At the beginning of his career, he says, there was “almost zero” professionalism. “By 2004 there was the beginning of a bit more science, bit more professionalism, bit more support off the field. Now you’ve got a couple of physios, strength and conditioning coaches, psychologists, statistician, batting coach, five or six assistant coaches and Alec, so the support staff’s probably at least double figures. We’ve got a great system, we produce a Test cricketer every year. A constant flow of Test cricketers come through our youth system, and good ones as well. We’ve got a big ground, we’re attractive for people to come and play. So when we do sign a player, we sign a big player.” This season, Surrey have fielded 14 full England internationals.

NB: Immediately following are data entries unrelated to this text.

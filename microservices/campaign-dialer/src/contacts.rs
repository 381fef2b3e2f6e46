//! Contact management module
//!
//! Holds the contact model and its repository. Contact state transitions
//! are guarded: a dispatch attempt only starts from a dialable status, so a
//! concurrent dispatch of the same contact loses the race and is skipped.

use chrono::{DateTime, Utc};
use outdial_core::{CallOutcome, ContactStatus};
use serde::{Deserialize, Serialize};
use uuid::Uuid;

use crate::{Error, Result};

/// A dialing target with identity fields and calling state.
#[derive(Debug, Clone, Serialize, Deserialize)]
pub struct Contact {
    pub id: Uuid,
    pub campaign_id: Option<Uuid>,
    pub phone: String,
    pub first_name: Option<String>,
    pub last_name: Option<String>,
    pub company: Option<String>,
    pub location: Option<String>,
    pub industry: Option<String>,
    pub status: ContactStatus,
    pub outcome: Option<String>,
    /// Increments once per attempted dispatch, never per retry-scheduling.
    pub call_count: i32,
    pub last_attempt_at: Option<DateTime<Utc>>,
    pub next_attempt_at: DateTime<Utc>,
    pub created_at: DateTime<Utc>,
}

impl Contact {
    pub fn display_name(&self) -> String {
        match (&self.first_name, &self.last_name) {
            (Some(first), Some(last)) => format!("{first} {last}"),
            (Some(first), None) => first.clone(),
            (None, Some(last)) => last.clone(),
            (None, None) => "unknown".to_string(),
        }
    }
}

/// Statuses a dispatch attempt may start from, as SQL parameters.
const DIALABLE_STATUSES: [&str; 4] = ["pending", "failed", "no_answer", "voicemail"];

/// Contact repository for database operations
pub struct ContactRepository<'a> {
    db: &'a outdial_db::DbPool,
}

impl<'a> ContactRepository<'a> {
    pub fn new(db: &'a outdial_db::DbPool) -> Self {
        Self { db }
    }

    pub async fn find_by_id(&self, id: Uuid) -> Result<Option<Contact>> {
        let client = self.db.get().await.map_err(|e| Error::Pool(e.to_string()))?;

        let row = client
            .query_opt("SELECT * FROM contacts WHERE id = $1", &[&id])
            .await?;

        Ok(row.map(|r| row_to_contact(&r)))
    }

    pub async fn find_by_ids(&self, ids: &[Uuid]) -> Result<Vec<Contact>> {
        let client = self.db.get().await.map_err(|e| Error::Pool(e.to_string()))?;

        let id_list = ids.to_vec();
        let rows = client
            .query(
                "SELECT * FROM contacts WHERE id = ANY($1) ORDER BY created_at ASC",
                &[&id_list],
            )
            .await?;

        Ok(rows.iter().map(row_to_contact).collect())
    }

    /// Start a dispatch attempt: conditionally move the contact to `calling`,
    /// increment the attempt counter, and stamp `last_attempt_at`.
    ///
    /// Returns the refreshed contact, or `None` if the contact was not in a
    /// dialable status (already calling, answered, exhausted, dnc, or won by
    /// a concurrent dispatch).
    pub async fn begin_attempt(&self, id: Uuid) -> Result<Option<Contact>> {
        let client = self.db.get().await.map_err(|e| Error::Pool(e.to_string()))?;

        let statuses: Vec<String> = DIALABLE_STATUSES.iter().map(|s| s.to_string()).collect();
        let row = client
            .query_opt(
                r#"
                UPDATE contacts SET
                    status = 'calling',
                    call_count = call_count + 1,
                    last_attempt_at = NOW()
                WHERE id = $1 AND status = ANY($2)
                RETURNING *
                "#,
                &[&id, &statuses],
            )
            .await?;

        Ok(row.map(|r| row_to_contact(&r)))
    }

    /// Roll back a failed gateway attempt: restore the pre-attempt counter
    /// and mark the contact failed.
    pub async fn rollback_attempt(&self, id: Uuid, previous_count: i32) -> Result<()> {
        let client = self.db.get().await.map_err(|e| Error::Pool(e.to_string()))?;

        client
            .execute(
                "UPDATE contacts SET status = 'failed', call_count = $2 WHERE id = $1",
                &[&id, &previous_count],
            )
            .await?;

        Ok(())
    }

    /// Mark failed and schedule the next attempt (queue variant — the
    /// attempt counter keeps its increment).
    pub async fn schedule_retry(&self, id: Uuid, next_attempt_at: DateTime<Utc>) -> Result<()> {
        let client = self.db.get().await.map_err(|e| Error::Pool(e.to_string()))?;

        client
            .execute(
                "UPDATE contacts SET status = 'failed', next_attempt_at = $2 WHERE id = $1",
                &[&id, &next_attempt_at],
            )
            .await?;

        Ok(())
    }

    /// Record the terminal result of an attempt. `outcome` always keeps the
    /// mapped outcome even when `status` becomes `exhausted`.
    pub async fn finalize(
        &self,
        id: Uuid,
        status: ContactStatus,
        outcome: CallOutcome,
    ) -> Result<()> {
        let client = self.db.get().await.map_err(|e| Error::Pool(e.to_string()))?;

        client
            .execute(
                "UPDATE contacts SET status = $2, outcome = $3 WHERE id = $1",
                &[&id, &status.as_str(), &outcome.as_str()],
            )
            .await?;

        Ok(())
    }

    /// Contacts ready to dial for a campaign pass: pending or failed, under
    /// the attempt ceiling, due now, oldest due first, capped by the
    /// campaign's per-minute pacing budget.
    pub async fn eligible_for_campaign(
        &self,
        campaign_id: Uuid,
        max_attempts: i32,
        limit: i64,
    ) -> Result<Vec<Contact>> {
        let client = self.db.get().await.map_err(|e| Error::Pool(e.to_string()))?;

        let rows = client
            .query(
                r#"
                SELECT * FROM contacts
                WHERE campaign_id = $1
                  AND status IN ('pending', 'failed')
                  AND call_count < $2
                  AND next_attempt_at <= NOW()
                ORDER BY next_attempt_at ASC
                LIMIT $3
                "#,
                &[&campaign_id, &max_attempts, &limit],
            )
            .await?;

        Ok(rows.iter().map(row_to_contact).collect())
    }
}

pub(crate) fn row_to_contact(row: &tokio_postgres::Row) -> Contact {
    Contact {
        id: row.get("id"),
        campaign_id: row.get("campaign_id"),
        phone: row.get("phone"),
        first_name: row.get("first_name"),
        last_name: row.get("last_name"),
        company: row.get("company"),
        location: row.get("location"),
        industry: row.get("industry"),
        status: row
            .get::<_, String>("status")
            .parse()
            .unwrap_or(ContactStatus::Pending),
        outcome: row.get("outcome"),
        call_count: row.get("call_count"),
        last_attempt_at: row.get("last_attempt_at"),
        next_attempt_at: row.get("next_attempt_at"),
        created_at: row.get("created_at"),
    }
}

#[cfg(test)]
mod tests {
    use super::*;

    fn contact(first: Option<&str>, last: Option<&str>) -> Contact {
        Contact {
            id: Uuid::new_v4(),
            campaign_id: None,
            phone: "555-123-4567".to_string(),
            first_name: first.map(String::from),
            last_name: last.map(String::from),
            company: None,
            location: None,
            industry: None,
            status: ContactStatus::Pending,
            outcome: None,
            call_count: 0,
            last_attempt_at: None,
            next_attempt_at: Utc::now(),
            created_at: Utc::now(),
        }
    }

    #[test]
    fn test_display_name() {
        assert_eq!(contact(Some("Ada"), Some("Lovelace")).display_name(), "Ada Lovelace");
        assert_eq!(contact(Some("Ada"), None).display_name(), "Ada");
        assert_eq!(contact(None, Some("Lovelace")).display_name(), "Lovelace");
        assert_eq!(contact(None, None).display_name(), "unknown");
    }
}
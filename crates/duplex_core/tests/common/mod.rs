#![allow(dead_code)]

//! Shared fixtures for integration tests.

use duplex_core::{field_ref, AsyncOp, FieldRef, Query, Record, Store, StoreError};
use serde::{Deserialize, Serialize};

/// Sample record with one field per supported comparison category.
#[derive(Debug, Clone, PartialEq, Eq, Serialize, Deserialize)]
pub struct Project {
    pub id: u32,
    pub title: String,
    pub budget: i64,
    pub active: bool,
}

impl Project {
    pub fn new(id: u32, title: &str, budget: i64) -> Self {
        Self {
            id,
            title: title.to_string(),
            budget,
            active: true,
        }
    }
}

impl Record for Project {
    type Id = u32;

    fn id(&self) -> u32 {
        self.id
    }
}

pub fn id() -> FieldRef<Project, u32> {
    field_ref!(Project, id)
}

pub fn title() -> FieldRef<Project, String> {
    field_ref!(Project, title)
}

pub fn budget() -> FieldRef<Project, i64> {
    field_ref!(Project, budget)
}

pub fn active() -> FieldRef<Project, bool> {
    field_ref!(Project, active)
}

/// Returns the two-project dataset used across scenarios.
pub fn sample_projects() -> Vec<Project> {
    vec![Project::new(1, "A", 5), Project::new(2, "B", 20)]
}

/// Store stub failing every operation with the same backend error.
pub struct FailingStore {
    message: &'static str,
}

impl FailingStore {
    pub fn new(message: &'static str) -> Self {
        Self { message }
    }

    fn error(&self) -> StoreError {
        StoreError::backend(self.message)
    }
}

impl Store<Project> for FailingStore {
    fn insert(&self, _record: Project) -> AsyncOp<Project> {
        AsyncOp::fail(self.error())
    }

    fn update(&self, _record: Project) -> AsyncOp<Project> {
        AsyncOp::fail(self.error())
    }

    fn delete(&self, _record: Project) -> AsyncOp<Project> {
        AsyncOp::fail(self.error())
    }

    fn execute(&self, _query: &Query<Project>) -> AsyncOp<Vec<Project>> {
        AsyncOp::fail(self.error())
    }
}
//! Domain model contracts.

pub mod record;

pub use record::Record;
//! Single-resolution asynchronous operations.
//!
//! # Responsibility
//! - Represent "a value or an error, available now or later" as a
//!   composable handle with `map`/`recover`/`on_complete` chaining.
//!
//! # Invariants
//! - Exactly one resolution is ever delivered per operation; the underlying
//!   oneshot channel rejects a second send by construction.
//! - Combinators never block; suspension points are the boundaries between
//!   chained operations.
//! - No guarantee is made about which task resolves a callback; callers
//!   must not assume synchronous completion.

use std::future::Future;

use tokio::sync::oneshot;

use crate::store::{StoreError, StoreResult};

/// A deferred `Result<T, StoreError>` produced by a store or repository.
///
/// Operations are driven by spawned tasks, so they make progress whether or
/// not the caller is currently awaiting them. Dropping the handle does not
/// cancel the underlying work; it only discards delivery of the result.
pub struct AsyncOp<T> {
    rx: oneshot::Receiver<StoreResult<T>>,
}

impl<T: Send + 'static> AsyncOp<T> {
    /// Runs `future` on the runtime and resolves with its output.
    ///
    /// Must be called from within a tokio runtime context.
    pub fn spawn<F>(future: F) -> Self
    where
        F: Future<Output = StoreResult<T>> + Send + 'static,
    {
        let (tx, rx) = oneshot::channel();
        tokio::spawn(async move {
            // A dropped receiver only means nobody is listening anymore.
            let _ = tx.send(future.await);
        });
        Self { rx }
    }

    /// An operation already resolved with `value`.
    pub fn ready(value: T) -> Self {
        Self::from_result(Ok(value))
    }

    /// An operation already resolved with `error`.
    pub fn fail(error: StoreError) -> Self {
        Self::from_result(Err(error))
    }

    fn from_result(result: StoreResult<T>) -> Self {
        let (tx, rx) = oneshot::channel();
        let _ = tx.send(result);
        Self { rx }
    }

    /// Awaits the single resolution of this operation.
    ///
    /// A producer that went away without resolving surfaces as a
    /// `Backend` error rather than hanging the caller.
    pub async fn resolve(self) -> StoreResult<T> {
        match self.rx.await {
            Ok(result) => result,
            Err(_) => Err(StoreError::backend(
                "async operation dropped before resolving",
            )),
        }
    }

    /// Transforms the eventual success value; failures pass through.
    pub fn map<U, F>(self, transform: F) -> AsyncOp<U>
    where
        U: Send + 'static,
        F: FnOnce(T) -> U + Send + 'static,
    {
        AsyncOp::spawn(async move { self.resolve().await.map(transform) })
    }

    /// Transforms the eventual failure; successes pass through.
    pub fn map_err<F>(self, transform: F) -> Self
    where
        F: FnOnce(StoreError) -> StoreError + Send + 'static,
    {
        Self::spawn(async move { self.resolve().await.map_err(transform) })
    }

    /// On failure, substitutes the operation produced by `fallback`;
    /// successes pass through unchanged.
    pub fn recover<F>(self, fallback: F) -> Self
    where
        F: FnOnce(StoreError) -> AsyncOp<T> + Send + 'static,
    {
        Self::spawn(async move {
            match self.resolve().await {
                Ok(value) => Ok(value),
                Err(error) => fallback(error).resolve().await,
            }
        })
    }

    /// Attaches an observer invoked with the eventual success value.
    ///
    /// The observer sees the value by reference and cannot alter the
    /// result; failures skip the observer entirely.
    pub fn on_complete<F>(self, observer: F) -> Self
    where
        F: FnOnce(&T) + Send + 'static,
    {
        Self::spawn(async move {
            let result = self.resolve().await;
            if let Ok(value) = &result {
                observer(value);
            }
            result
        })
    }
}

#[cfg(test)]
mod tests {
    use std::sync::atomic::{AtomicBool, Ordering};
    use std::sync::Arc;

    use super::AsyncOp;
    use crate::store::StoreError;

    #[tokio::test]
    async fn ready_resolves_with_value() {
        assert_eq!(AsyncOp::ready(7).resolve().await.unwrap(), 7);
    }

    #[tokio::test]
    async fn map_transforms_success_and_passes_failure_through() {
        let doubled = AsyncOp::ready(21).map(|n| n * 2);
        assert_eq!(doubled.resolve().await.unwrap(), 42);

        let failed: AsyncOp<i32> = AsyncOp::fail(StoreError::backend("down"));
        let err = failed.map(|n| n * 2).resolve().await.unwrap_err();
        assert_eq!(err, StoreError::backend("down"));
    }

    #[tokio::test]
    async fn map_err_rewrites_failure_only() {
        let failed: AsyncOp<i32> = AsyncOp::fail(StoreError::backend("down"));
        let err = failed
            .map_err(|_| StoreError::backend("rewritten"))
            .resolve()
            .await
            .unwrap_err();
        assert_eq!(err, StoreError::backend("rewritten"));

        let ok = AsyncOp::ready(1)
            .map_err(|_| StoreError::backend("rewritten"))
            .resolve()
            .await;
        assert_eq!(ok.unwrap(), 1);
    }

    #[tokio::test]
    async fn recover_substitutes_on_failure_only() {
        let recovered = AsyncOp::<i32>::fail(StoreError::backend("down"))
            .recover(|_| AsyncOp::ready(9))
            .resolve()
            .await;
        assert_eq!(recovered.unwrap(), 9);

        let untouched = AsyncOp::ready(1)
            .recover(|_| AsyncOp::ready(9))
            .resolve()
            .await;
        assert_eq!(untouched.unwrap(), 1);
    }

    #[tokio::test]
    async fn on_complete_observes_success_without_altering_result() {
        let seen = Arc::new(AtomicBool::new(false));
        let observer_seen = Arc::clone(&seen);
        let value = AsyncOp::ready(5)
            .on_complete(move |n| {
                assert_eq!(*n, 5);
                observer_seen.store(true, Ordering::SeqCst);
            })
            .resolve()
            .await
            .unwrap();
        assert_eq!(value, 5);
        assert!(seen.load(Ordering::SeqCst));
    }

    #[tokio::test]
    async fn on_complete_skips_observer_on_failure() {
        let seen = Arc::new(AtomicBool::new(false));
        let observer_seen = Arc::clone(&seen);
        let result = AsyncOp::<i32>::fail(StoreError::backend("down"))
            .on_complete(move |_| observer_seen.store(true, Ordering::SeqCst))
            .resolve()
            .await;
        assert!(result.is_err());
        assert!(!seen.load(Ordering::SeqCst));
    }

    #[tokio::test]
    async fn spawned_work_resolves_later() {
        let op = AsyncOp::spawn(async {
            tokio::task::yield_now().await;
            Ok("later")
        });
        assert_eq!(op.resolve().await.unwrap(), "later");
    }
}
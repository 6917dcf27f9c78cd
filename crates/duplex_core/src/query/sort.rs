//! Sort criteria and multi-key sort specs.
//!
//! A criterion requires the field's value type to be totally ordered. A spec
//! chains criteria in order: the first is the primary key, later criteria
//! break ties, and the applied sort is stable so equal-key records keep
//! their input order.

use std::cmp::Ordering;
use std::fmt::{self, Debug, Formatter};
use std::sync::Arc;

use super::field_ref::FieldRef;

/// Sort direction for one criterion.
#[derive(Debug, Clone, Copy, PartialEq, Eq)]
pub enum Direction {
    Ascending,
    Descending,
}

/// One (field, direction) sort key with a type-erased comparator.
pub struct SortCriterion<T> {
    field: &'static str,
    direction: Direction,
    compare: Arc<dyn Fn(&T, &T) -> Ordering + Send + Sync>,
}

impl<T> SortCriterion<T> {
    /// Creates a criterion for a totally ordered field.
    pub fn new<V>(field: FieldRef<T, V>, direction: Direction) -> Self
    where
        T: 'static,
        V: Ord + Send + Sync + 'static,
    {
        let compare = Arc::new(move |a: &T, b: &T| {
            let ordering = field.get(a).cmp(&field.get(b));
            match direction {
                Direction::Ascending => ordering,
                Direction::Descending => ordering.reverse(),
            }
        });
        Self {
            field: field.name(),
            direction,
            compare,
        }
    }

    /// Ascending criterion shorthand.
    pub fn ascending<V>(field: FieldRef<T, V>) -> Self
    where
        T: 'static,
        V: Ord + Send + Sync + 'static,
    {
        Self::new(field, Direction::Ascending)
    }

    /// Descending criterion shorthand.
    pub fn descending<V>(field: FieldRef<T, V>) -> Self
    where
        T: 'static,
        V: Ord + Send + Sync + 'static,
    {
        Self::new(field, Direction::Descending)
    }

    /// Returns the sorted field's name.
    pub const fn field(&self) -> &'static str {
        self.field
    }

    /// Returns the sort direction.
    pub const fn direction(&self) -> Direction {
        self.direction
    }

    /// Compares two records under this criterion.
    pub fn compare(&self, a: &T, b: &T) -> Ordering {
        (self.compare)(a, b)
    }
}

impl<T> Clone for SortCriterion<T> {
    fn clone(&self) -> Self {
        Self {
            field: self.field,
            direction: self.direction,
            compare: Arc::clone(&self.compare),
        }
    }
}

impl<T> Debug for SortCriterion<T> {
    fn fmt(&self, f: &mut Formatter<'_>) -> fmt::Result {
        let direction = match self.direction {
            Direction::Ascending => "asc",
            Direction::Descending => "desc",
        };
        write!(f, "{} {direction}", self.field)
    }
}

/// Ordered sequence of sort criteria.
pub struct SortSpec<T> {
    criteria: Vec<SortCriterion<T>>,
}

impl<T> SortSpec<T> {
    /// Creates an empty spec (no ordering applied).
    pub const fn empty() -> Self {
        Self {
            criteria: Vec::new(),
        }
    }

    /// Returns a new spec with `criterion` appended as the next tie-breaker.
    pub fn with(mut self, criterion: SortCriterion<T>) -> Self {
        self.criteria.push(criterion);
        self
    }

    pub fn len(&self) -> usize {
        self.criteria.len()
    }

    pub fn is_empty(&self) -> bool {
        self.criteria.is_empty()
    }

    /// Returns the criteria in priority order.
    pub fn criteria(&self) -> &[SortCriterion<T>] {
        &self.criteria
    }

    /// Compares two records under the full key sequence.
    pub fn compare(&self, a: &T, b: &T) -> Ordering {
        for criterion in &self.criteria {
            let ordering = criterion.compare(a, b);
            if ordering != Ordering::Equal {
                return ordering;
            }
        }
        Ordering::Equal
    }

    /// Stable-sorts `records` in place; an empty spec keeps input order.
    pub fn sort(&self, records: &mut [T]) {
        if self.criteria.is_empty() {
            return;
        }
        records.sort_by(|a, b| self.compare(a, b));
    }
}

impl<T> Default for SortSpec<T> {
    fn default() -> Self {
        Self::empty()
    }
}

impl<T> Clone for SortSpec<T> {
    fn clone(&self) -> Self {
        Self {
            criteria: self.criteria.clone(),
        }
    }
}

impl<T> Debug for SortSpec<T> {
    fn fmt(&self, f: &mut Formatter<'_>) -> fmt::Result {
        f.debug_list().entries(&self.criteria).finish()
    }
}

Hollioake’s current role is temporary, but he would be open to returning. With Stewart’s imminent departure at the end of the campaign to care for his wife, who has cancer, Hollioake says he would be “honoured” to fulfil a similar role.

“I’m beholden to Surrey. I’ve been away for so long, but I do have that bond with the club. But I’ve got to be the right person for the job, because there are a lot of people who want to do that job, and there will be many good candidates for it as well. I want the best for the job before what’s best for me.

“Hopefully Alec chooses to stay involved in some advisory role. I know he’s not doing his full director of cricket role, but hopefully he stays and helps mentor the next person who comes on to take it and passes down some of the wisdom that he’s got, because he’s definitely Surrey’s greatest son.”

Most important to Hollioake is that, after years of grief and a search for purpose, cricket is a joy once more. “I lost the love of the game after my brother died, I wasn’t enjoying it any more, but having had a bit of a time away from it, I’m loving it again. It’s hard for it not to be a lot of fun.”